I always try to drive over Tioga Pass right after it opens in hopes of finding still-snowy peaks, and melting ice on some of the high-country lakes. This year’s big snowpack delayed the full opening of Tioga Road until July 1st, so I thought there would still be lots of snow up there. But when we drove over the pass on July 2nd we found less snow and ice than I expected. The peaks had some snow, but not as much as in 2017, and the lakes near the road were ice-free.
Later, while scouting for our high-country workshop, I did find some ice on higher lakes, away from the road. And our workshop group got to photograph a small patch of ice on one lake before it all melted. I think if we had arrived at that lake one day later the ice would have been gone.
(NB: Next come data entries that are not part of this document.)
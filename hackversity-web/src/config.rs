//! Frontend configuration module
//!
//! Endpoint paths, page element identifiers and UI tuning for the chat page.

use shared::models::ConversationId;
use url::Url;
use url::form_urlencoded::byte_serialize;

use crate::typing::TypingOptions;

/// Query parameter carrying the open conversation.
pub const CONVERSATION_PARAM: &str = "conversation";

/// Frontend configuration for the chat page.
#[derive(Debug, Clone)]
pub struct FrontendConfig {
    /// Prefix prepended to every endpoint path, empty for same-origin.
    pub api_base: String,
    /// Backend endpoints and navigation targets.
    pub routes: ChatRoutes,
    /// Element identifiers and selectors the page template provides.
    pub ids: PageIds,
    /// Upper bound for the auto-growing message input, in pixels.
    pub input_max_height_px: i32,
    /// Defaults for animated labels without explicit timing attributes.
    pub typing: TypingOptions,
}

impl Default for FrontendConfig {
    fn default() -> Self {
        Self {
            api_base: option_env!("HACKVERSITY_API_BASE")
                .unwrap_or_default()
                .trim_end_matches('/')
                .to_string(),
            routes: ChatRoutes::default(),
            ids: PageIds::default(),
            input_max_height_px: 120,
            typing: TypingOptions::default(),
        }
    }
}

impl FrontendConfig {
    /// Create a new frontend configuration instance
    pub fn new() -> Self {
        Self::default()
    }
}

/// Paths of the chat backend and the pages it serves.
#[derive(Debug, Clone, PartialEq, Eq)]
pub struct ChatRoutes {
    pub chat_root: String,
    pub send_message: String,
    pub new_conversation: String,
    pub conversations_api: String,
}

impl Default for ChatRoutes {
    fn default() -> Self {
        Self {
            chat_root: "/chat/".to_string(),
            send_message: "/chat/send/".to_string(),
            new_conversation: "/chat/new/".to_string(),
            conversations_api: "/chat/api/conversations/".to_string(),
        }
    }
}

impl ChatRoutes {
    /// Page showing a single conversation.
    pub fn conversation_url(&self, id: &ConversationId) -> String {
        let encoded: String = byte_serialize(id.as_str().as_bytes()).collect();
        format!("{}?{CONVERSATION_PARAM}={encoded}", self.chat_root)
    }

    /// Chat page that must not redirect to a default conversation.
    pub fn force_chat_url(&self) -> String {
        format!("{}?force_chat=1", self.chat_root)
    }

    /// Deletion endpoint for one conversation.
    pub fn conversation_api_url(&self, id: &ConversationId) -> String {
        let encoded: String = byte_serialize(id.as_str().as_bytes()).collect();
        format!("{}{encoded}/", self.conversations_api)
    }
}

/// Sets the conversation query parameter on `href`. An existing parameter
/// keeps its position and takes the new value, later duplicates are
/// dropped; otherwise the parameter is appended. Every other parameter keeps
/// its order.
///
/// Returns `None` when `href` is not an absolute URL.
pub fn with_conversation_param(href: &str, id: &ConversationId) -> Option<String> {
    let mut url = Url::parse(href).ok()?;
    let mut replaced = false;
    let mut pairs: Vec<(String, String)> = Vec::new();
    for (key, value) in url.query_pairs() {
        if key != CONVERSATION_PARAM {
            pairs.push((key.into_owned(), value.into_owned()));
        } else if !replaced {
            replaced = true;
            pairs.push((key.into_owned(), id.as_str().to_owned()));
        }
    }
    if !replaced {
        pairs.push((CONVERSATION_PARAM.to_owned(), id.as_str().to_owned()));
    }

    url.query_pairs_mut().clear().extend_pairs(&pairs);
    Some(url.into())
}

/// Identifiers and selectors of the server-rendered chat template.
#[derive(Debug, Clone, PartialEq, Eq)]
pub struct PageIds {
    pub form: &'static str,
    pub input: &'static str,
    pub send_button: &'static str,
    pub messages: &'static str,
    pub conversation_field: &'static str,
    pub loading_overlay: &'static str,
    pub confirmation_modal: &'static str,
    pub conversation_item: &'static str,
    pub delete_button: &'static str,
    pub conversation_attr: &'static str,
    pub new_conversation_trigger: &'static str,
    pub typing_target: &'static str,
}

impl Default for PageIds {
    fn default() -> Self {
        Self {
            form: "chatForm",
            input: "messageInput",
            send_button: "sendButton",
            messages: "messagesContainer",
            conversation_field: "conversationId",
            loading_overlay: "loadingOverlay",
            confirmation_modal: "confirmationModal",
            conversation_item: ".conversation-item",
            delete_button: ".delete-btn",
            conversation_attr: "data-conversation-id",
            new_conversation_trigger: "[data-action=\"new-conversation\"]",
            typing_target: "[data-typing-texts]",
        }
    }
}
This late-spring or early-summer ice on mountain lakes isn’t the kind of crystalline ice you’d find covering a pond in winter. It’s actually snow that has accumulated on top of a frozen lake, then melted, and frozen, and melted again, and frozen again, over and over. This melt-freeze cycle eventually turns the snow into ice. But since dirtier patches of snow absorb more heat, they melt faster. This uneven melting forms hummocks and swales, which, when they finally settle into the surrounding water, create beautiful, sculpted patterns, with peninsulas of ice divided by fiords of water, and tiny ponds surrounded by miniature snow mountains.
Photographing this melting ice can be a lot of fun. Like sand dunes, the subjects naturally form interesting, sculptural patterns. The ice can be used as a foreground for a mountain scene, but I usually prefer to use telephoto lenses and pick out abstract patterns of ice and water. And I think these ice formations become especially photogenic when they’re in the shade, but the surrounding water reflects color from a mountain catching late-day sun, or clouds at sunset.
Here are a few examples I made earlier this month while scouting for our workshop, or during the workshop itself. All are telephoto abstracts, and, since I was using a long lens raking across a level surface, the depth of field was extreme, so in most cases I used focus stacking to get everything in focus.
The ice has all melted by now, but there’s always next year! And the flowers are starting to bloom in the high country, so there are always plenty of subjects to keep me occupied.
— Michael Frye
Related Posts: The Range of Light; Over the Pass; Deep Freeze in the High Country
Michael Frye is a professional photographer specializing in landscapes and nature. He is the author or principal photographer of The Photographer’s Guide to Yosemite, Yosemite Meditations, Yosemite Meditations for Women, Yosemite Meditations for Adventurers, and Digital Landscape Photography: In the Footsteps of Ansel Adams and the Great Masters. He has also written three eBooks: Light & Land: Landscapes in the Digital Darkroom, Exposure for Outdoor Photography, and Landscapes in Lightroom: The Essential Step-by-Step Guide. Michael has written numerous magazine articles on the art and technique of photography, and his images have been published in over thirty countries around the world. Michael has lived either in or near Yosemite National Park since 1983, currently residing just outside the park in Mariposa, California.
Exquisite, as always!! Your ice photos are outstanding and I look forward to them every year.
Thanks Patti!
Wonderful light and color. Will you share how many exposures you stacked using Helicon Focus? I bet you have some mosquitoe bites.
Thanks Hugh! The number of focus-stacked exposures varies from three to five here, depending on the amount of depth I needed to cover, plus the focal length and closeness to the subject. But I’ve stacked as many as 20 images for flower closeups where I needed a wide aperture to throw the background out of focus.
We found lots of mosquitos – or rather, they found us! I’m lucky, however, in that mosquito bites don’t seem to affect me any more; I don’t itch or get welts.